Si sottolinea al riguardo la necessità di una riflessione sul principio di perequazione urbanistica, di una revisione degli standard che devono accompagnare le eventuali limitate e fortemente motivate nuove realizzazioni abitative.

Operare al fine di rendere disponibile la necessaria quantità di alloggi destinati alla locazione permanente o di lungo periodo, incrementando l’offerta pubblica ed il concorso di più soggetti privati, significa affrontare adeguatamente anche il tema delle “ reciproche convenienze”.

In tale ottica diviene decisivo il governo delle aree.

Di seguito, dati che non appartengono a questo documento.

//! Core error types for habitquest-core.
//!
//! Validation and stage errors are user-correctable and are returned to the
//! caller without being logged as failures. Store and auth errors come from
//! the external collaborators.

use std::path::PathBuf;
use thiserror::Error;

use crate::setup::Stage;

/// Core error type for habitquest-core.
#[derive(Error, Debug)]
pub enum CoreError {
    /// Input rejected by an onboarding or editing rule
    #[error("Validation error: {0}")]
    Validation(#[from] ValidationError),

    /// Action invoked at a stage that does not allow it
    #[error("Stage error: {0}")]
    Stage(#[from] StageError),

    /// Persistence collaborator errors
    #[error("Store error: {0}")]
    Store(#[from] StoreError),

    /// Identity collaborator errors
    #[error("Auth error: {0}")]
    Auth(#[from] AuthError),

    /// Configuration-related errors
    #[error("Configuration error: {0}")]
    Config(#[from] ConfigError),

    /// Serialization/deserialization errors
    #[error("JSON error: {0}")]
    Json(#[from] serde_json::Error),
}

/// Validation errors raised by the setup machine and the tracker.
#[derive(Error, Debug, Clone, PartialEq, Eq)]
pub enum ValidationError {
    /// Fewer than five goals filled in
    #[error("Please input all five goals ({filled} of 5 filled)")]
    IncompleteGoals { filled: usize },

    /// The same goal text appears more than once
    #[error("Goals must be unique: '{goal}' appears more than once")]
    DuplicateGoal { goal: String },

    /// Selection does not contain exactly two goals
    #[error("Please choose exactly 2 goals ({selected} selected)")]
    SelectionCount { selected: usize },

    /// Goal is not part of the goal set
    #[error("Unknown goal: '{goal}'")]
    UnknownGoal { goal: String },

    /// A selected goal is missing habits
    #[error("Please fill in all 3 habits for selected goal {goal_index}")]
    IncompleteHabits { goal_index: usize },

    /// Out of bounds
    #[error("Index {index} out of bounds for {collection} (length: {len})")]
    OutOfBounds {
        collection: String,
        index: usize,
        len: usize,
    },

    /// Invalid value
    #[error("Invalid value for '{field}': {message}")]
    InvalidValue { field: String, message: String },
}

/// Stage gating errors.
#[derive(Error, Debug, Clone, PartialEq, Eq)]
pub enum StageError {
    #[error("'{action}' is not permitted at stage '{stage}'")]
    NotPermitted { action: &'static str, stage: Stage },
}

/// Errors surfaced by a [`crate::store::DocumentStore`].
#[derive(Error, Debug)]
pub enum StoreError {
    /// Backend-reported failure
    #[error("Store backend failure: {0}")]
    Backend(String),

    /// SQLite failure
    #[error("SQLite error: {0}")]
    Sqlite(#[from] rusqlite::Error),

    /// Document could not be encoded or decoded
    #[error("Document encoding error: {0}")]
    Json(#[from] serde_json::Error),

    /// Stored document is not a JSON object
    #[error("Stored document for '{user_id}' is corrupt: {message}")]
    Corrupt { user_id: String, message: String },

    /// IO errors
    #[error("IO error: {0}")]
    Io(#[from] std::io::Error),
}

/// Identity errors.
///
/// `EmailNotVerified` is a distinct recoverable condition: callers should
/// route it to a verification prompt, see [`AuthError::needs_verification`].
#[derive(Error, Debug, Clone, PartialEq, Eq)]
pub enum AuthError {
    #[error("Invalid email or password")]
    InvalidCredentials,

    #[error("Please verify your email ({email}) before continuing")]
    EmailNotVerified { email: String },

    #[error("No user is signed in")]
    SignedOut,
}

impl AuthError {
    pub fn needs_verification(&self) -> bool {
        matches!(self, AuthError::EmailNotVerified { .. })
    }
}

/// Configuration-specific errors.
#[derive(Error, Debug)]
pub enum ConfigError {
    /// Failed to load configuration
    #[error("Failed to load configuration from {path}: {message}")]
    LoadFailed { path: PathBuf, message: String },

    /// Failed to save configuration
    #[error("Failed to save configuration to {path}: {message}")]
    SaveFailed { path: PathBuf, message: String },

    /// Unknown configuration key
    #[error("Unknown configuration key: {0}")]
    UnknownKey(String),

    /// Invalid configuration value
    #[error("Invalid configuration value for '{key}': {message}")]
    InvalidValue { key: String, message: String },

    /// Failed to parse configuration
    #[error("Failed to parse configuration: {0}")]
    ParseFailed(String),
}

impl CoreError {
    /// Whether the error is a user-correctable input problem.
    pub fn is_user_correctable(&self) -> bool {
        matches!(self, CoreError::Validation(_) | CoreError::Stage(_))
    }
}

/// Result type alias for CoreError
pub type Result<T, E = CoreError> = std::result::Result<T, E>;

#[cfg(test)]
mod tests {
    use super::*;

    #[test]
    fn verification_is_distinct_from_bad_credentials() {
        let unverified = AuthError::EmailNotVerified {
            email: "a@b.c".into(),
        };
        assert!(unverified.needs_verification());
        assert!(!AuthError::InvalidCredentials.needs_verification());
    }

    #[test]
    fn validation_errors_are_user_correctable() {
        let err: CoreError = ValidationError::SelectionCount { selected: 1 }.into();
        assert!(err.is_user_correctable());
        let err: CoreError = StoreError::Backend("down".into()).into();
        assert!(!err.is_user_correctable());
    }

    #[test]
    fn stage_error_names_stage() {
        let err = StageError::NotPermitted {
            action: "editGoal",
            stage: Stage::Habits,
        };
        assert_eq!(err.to_string(), "'editGoal' is not permitted at stage 'habits'");
    }
}
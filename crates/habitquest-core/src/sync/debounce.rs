//! Cancel-and-reschedule debounce for persistence writes.

use std::future::Future;
use std::time::Duration;
use tokio::task::JoinHandle;

/// Runs the most recently scheduled job once `window` passes without a
/// newer schedule. A job that already started is not interrupted by a
/// later schedule or by [`Debouncer::cancel`].
#[derive(Debug)]
pub struct Debouncer {
    window: Duration,
    pending: Option<JoinHandle<()>>,
}

impl Debouncer {
    pub fn new(window: Duration) -> Self {
        Self {
            window,
            pending: None,
        }
    }

    pub fn window(&self) -> Duration {
        self.window
    }

    /// Replace any pending job with `job`, due after the window.
    pub fn schedule<F, Fut>(&mut self, job: F)
    where
        F: FnOnce() -> Fut + Send + 'static,
        Fut: Future<Output = ()> + Send + 'static,
    {
        self.cancel();
        let window = self.window;
        tracing::debug!(window_ms = window.as_millis() as u64, "save scheduled");
        self.pending = Some(tokio::spawn(async move {
            tokio::time::sleep(window).await;
            // Detached so that cancelling a newer window cannot cut a write short.
            tokio::spawn(job());
        }));
    }

    /// Drop the pending job, if its window has not elapsed yet.
    pub fn cancel(&mut self) -> bool {
        match self.pending.take() {
            Some(handle) if !handle.is_finished() => {
                handle.abort();
                true
            }
            _ => false,
        }
    }

    pub fn is_pending(&self) -> bool {
        self.pending.as_ref().is_some_and(|h| !h.is_finished())
    }
}

impl Drop for Debouncer {
    fn drop(&mut self) {
        self.cancel();
    }
}

#[cfg(test)]
mod tests {
    use super::*;
    use std::sync::atomic::{AtomicUsize, Ordering};
    use std::sync::Arc;

    fn counting(counter: &Arc<AtomicUsize>) -> impl FnOnce() -> std::future::Ready<()> + Send + 'static {
        let counter = Arc::clone(counter);
        move || {
            counter.fetch_add(1, Ordering::SeqCst);
            std::future::ready(())
        }
    }

    #[tokio::test(start_paused = true)]
    async fn bursts_coalesce_into_one_run() {
        let runs = Arc::new(AtomicUsize::new(0));
        let mut debouncer = Debouncer::new(Duration::from_millis(1500));
        for _ in 0..5 {
            debouncer.schedule(counting(&runs));
            tokio::time::sleep(Duration::from_millis(500)).await;
        }
        assert_eq!(runs.load(Ordering::SeqCst), 0);
        tokio::time::sleep(Duration::from_millis(1100)).await;
        tokio::time::sleep(Duration::from_millis(1)).await;
        assert_eq!(runs.load(Ordering::SeqCst), 1);
        assert!(!debouncer.is_pending());
    }

    #[tokio::test(start_paused = true)]
    async fn cancel_prevents_run() {
        let runs = Arc::new(AtomicUsize::new(0));
        let mut debouncer = Debouncer::new(Duration::from_millis(100));
        debouncer.schedule(counting(&runs));
        assert!(debouncer.is_pending());
        assert!(debouncer.cancel());
        tokio::time::sleep(Duration::from_millis(500)).await;
        assert_eq!(runs.load(Ordering::SeqCst), 0);
        assert!(!debouncer.cancel());
    }

    #[tokio::test(start_paused = true)]
    async fn drop_cancels() {
        let runs = Arc::new(AtomicUsize::new(0));
        {
            let mut debouncer = Debouncer::new(Duration::from_millis(100));
            debouncer.schedule(counting(&runs));
        }
        tokio::time::sleep(Duration::from_millis(500)).await;
        assert_eq!(runs.load(Ordering::SeqCst), 0);
    }
}
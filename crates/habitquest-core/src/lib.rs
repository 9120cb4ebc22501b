//! # HabitQuest Core Library
//!
//! This library provides the progression engine for HabitQuest, a gamified
//! habit tracker. All operations are available via a standalone CLI binary;
//! any richer front end is a thin layer over the same library.
//!
//! ## Architecture
//!
//! - **Setup**: onboarding state machine (five goals, pick two, three habits
//!   each) that gates the dashboard
//! - **Tracking**: per-day completion set, per-date history, lifetime count,
//!   with streak and level derived from them
//! - **Achievements**: catalog of rules re-evaluated after every change; the
//!   unlocked set only grows
//! - **Session**: load, debounced save and midnight reset against a
//!   per-user document store, gated on a verified identity
//!
//! ## Key Components
//!
//! - [`Dashboard`]: synchronous engine facade
//! - [`Session`]: async driver owning the background tasks
//! - [`DocumentStore`]: persistence collaborator ([`SqliteStore`], [`MemoryStore`])
//! - [`Config`]: application configuration management

pub mod achievements;
pub mod activity;
pub mod clock;
pub mod dashboard;
pub mod error;
pub mod identity;
pub mod progression;
pub mod session;
pub mod setup;
pub mod snapshot;
pub mod storage;
pub mod store;
pub mod streak;
pub mod sync;
pub mod tracker;

/// Date format used for history keys and the stored document.
pub const DATE_FORMAT: &str = "%Y-%m-%d";

pub use achievements::{AchievementDefinition, AchievementEngine, AchievementView, CATALOG};
pub use activity::{ActivityEntry, GoalProgress, HeatmapCell, Intensity};
pub use clock::{Clock, ManualClock, SystemClock};
pub use dashboard::{Dashboard, DashboardView, Outcome, ToggleOutcome};
pub use error::{AuthError, ConfigError, CoreError, StageError, StoreError, ValidationError};
pub use identity::{AccessGate, IdentityProvider, StaticIdentity, User};
pub use progression::Progress;
pub use session::{Session, SessionHost};
pub use setup::{SetupMachine, Stage};
pub use snapshot::{Snapshot, SnapshotPatch};
pub use storage::Config;
pub use store::{DocumentStore, MemoryStore, SqliteStore};
pub use tracker::{CompletionKey, CompletionTracker};
//! Onboarding commands: goals, selection, habits.

use clap::Subcommand;
use habitquest_core::error::Result;
use habitquest_core::{Config, Session, Stage};

use super::{close_session, open_session, print_unlocked, CliResult};

#[derive(Subcommand)]
pub enum SetupAction {
    /// Show the current onboarding stage and what comes next
    Status,
    /// Enter all five goals and submit them
    Goals {
        /// Five distinct goals
        #[arg(num_args = 5, required = true)]
        goals: Vec<String>,
    },
    /// Choose the two goals to focus on and submit the selection
    Select {
        #[arg(num_args = 2, required = true)]
        goals: Vec<String>,
    },
    /// Set one habit for a selected goal
    Habit {
        /// Selected goal index (0 or 1)
        goal: usize,
        /// Habit index (0-2)
        habit: usize,
        /// Habit text
        text: String,
    },
    /// Submit the habits and open the dashboard
    Finish,
}

fn next_step(stage: Stage) -> &'static str {
    match stage {
        Stage::Goals => "enter five goals with `habitquest setup goals`",
        Stage::Select => "pick two goals with `habitquest setup select`",
        Stage::Habits => "fill in habits with `habitquest setup habit`, then `habitquest setup finish`",
        Stage::Dashboard => "setup complete; track habits with `habitquest habit toggle`",
        Stage::Error => "the saved state could not be loaded; try again",
    }
}

pub async fn run(action: SetupAction, config: &Config) -> CliResult {
    let session = open_session(config).await?;
    let result = apply(action, &session);
    close_session(session, result.is_ok()).await?;
    result?;
    Ok(())
}

fn apply(action: SetupAction, session: &Session) -> Result<()> {
    match action {
        SetupAction::Status => {
            let stage = session.stage();
            println!("Stage: {stage}");
            println!("Next: {}", next_step(stage));
        }
        SetupAction::Goals { goals } => {
            for (i, goal) in goals.iter().enumerate() {
                session.set_goal_text(i, goal)?;
            }
            session.submit_goals()?;
            println!("Goals saved. Next: {}", next_step(session.stage()));
        }
        SetupAction::Select { goals } => {
            let selected = session.dashboard().setup().selected_goals().to_vec();
            for goal in selected.iter().filter(|g| !goals.contains(g)) {
                session.toggle_goal_selection(goal)?;
            }
            for goal in goals.iter().filter(|g| !selected.contains(g)) {
                session.toggle_goal_selection(goal)?;
            }
            session.submit_selection()?;
            println!("Selected: {}", goals.join(", "));
            println!("Next: {}", next_step(session.stage()));
        }
        SetupAction::Habit { goal, habit, text } => {
            session.set_habit_text(goal, habit, &text)?;
            println!("Habit {goal}-{habit} set to '{text}'");
        }
        SetupAction::Finish => {
            let outcome = session.submit_habits()?;
            println!("Setup complete. Welcome to your dashboard!");
            print_unlocked(&outcome.unlocked);
        }
    }
    Ok(())
}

I Comuni debbono rafforzare l’azione volta a definire eventuali aree disponibili dove vincolare l’offerta privata ad una quota davvero considerevole del nuovo costruito o ristrutturato ad affitto a canoni concertati, così come a vincolare a tale utilizzo l’eventuale cambio di destinazione d’uso delle unità immobiliari.

Si colloca qui anche il senso e la portata di quella responsabilità sociale, spesso evocata, all’assunzione della quale vanno chiamati i diversi soggetti privati.

Molte proposte e progetti da parte di diversi soggetti imprenditoriali, singoli o associati, sono stati posti nel tempo all’attenzione generale, ovviamente in gran parte prima della grave crisi economica in atto.

Ciò è in sé importante, in quanto evidenzia la crescente consapevolezza circa la centralità della questione casa, del carattere emergenziale assunto dalla stessa, la convinzione che occorre al riguardo lo sforzo di più soggetti, ma ancora una volta finalità e contenuti fanno la differenza.

Non vi è dubbio che ci troviamo di fronte ad una domanda articolata che necessita di una altrettanto articolata risposta, ed è opportuno un approccio che riconosca e valorizzi, anche economicamente, lo sforzo prodotto dai privati, ma un punto deve restare fermo: nel caso di aree  messe a disposizione dal soggetto pubblico per la costruzione di alloggi per l’affitto, dopo il congruo termine pattuito, la proprietà di questi deve divenire  pubblica.

E’ un approccio, questo, che rifiuta logiche speculative, che spinge in direzione dell’interesse collettivo.

Particolare attenzione  occorre porre alla valorizzazione ed al sostegno dell’esperienza della proprietà indivisa, e più in generale dell’esperienza cooperativa, anche intervenendo sulle leve fiscali e tributarie.

Serve innanzitutto un bilancio di ciò che è stato fatto, del tanto che resta da fare.

Noi siamo convinti che il problema casa deve e può essere affrontato, risolto, nella consapevolezza che attorno ad esso si gioca la dignità della persona, la stessa possibilità di sviluppo del territorio, la qualità del futuro di tante, di tanti.

Anche sulla base delle possibili linee di intervento indicate, quindi, occorre proporsi un adeguato impegno volto ad affrontare e risolvere una questione che ha assunto in tanta parte del Paese un carattere emergenziale.

E’ una questione che necessità della massima profusione di energie ed in tale direzione noi ci sentiamo impegnati.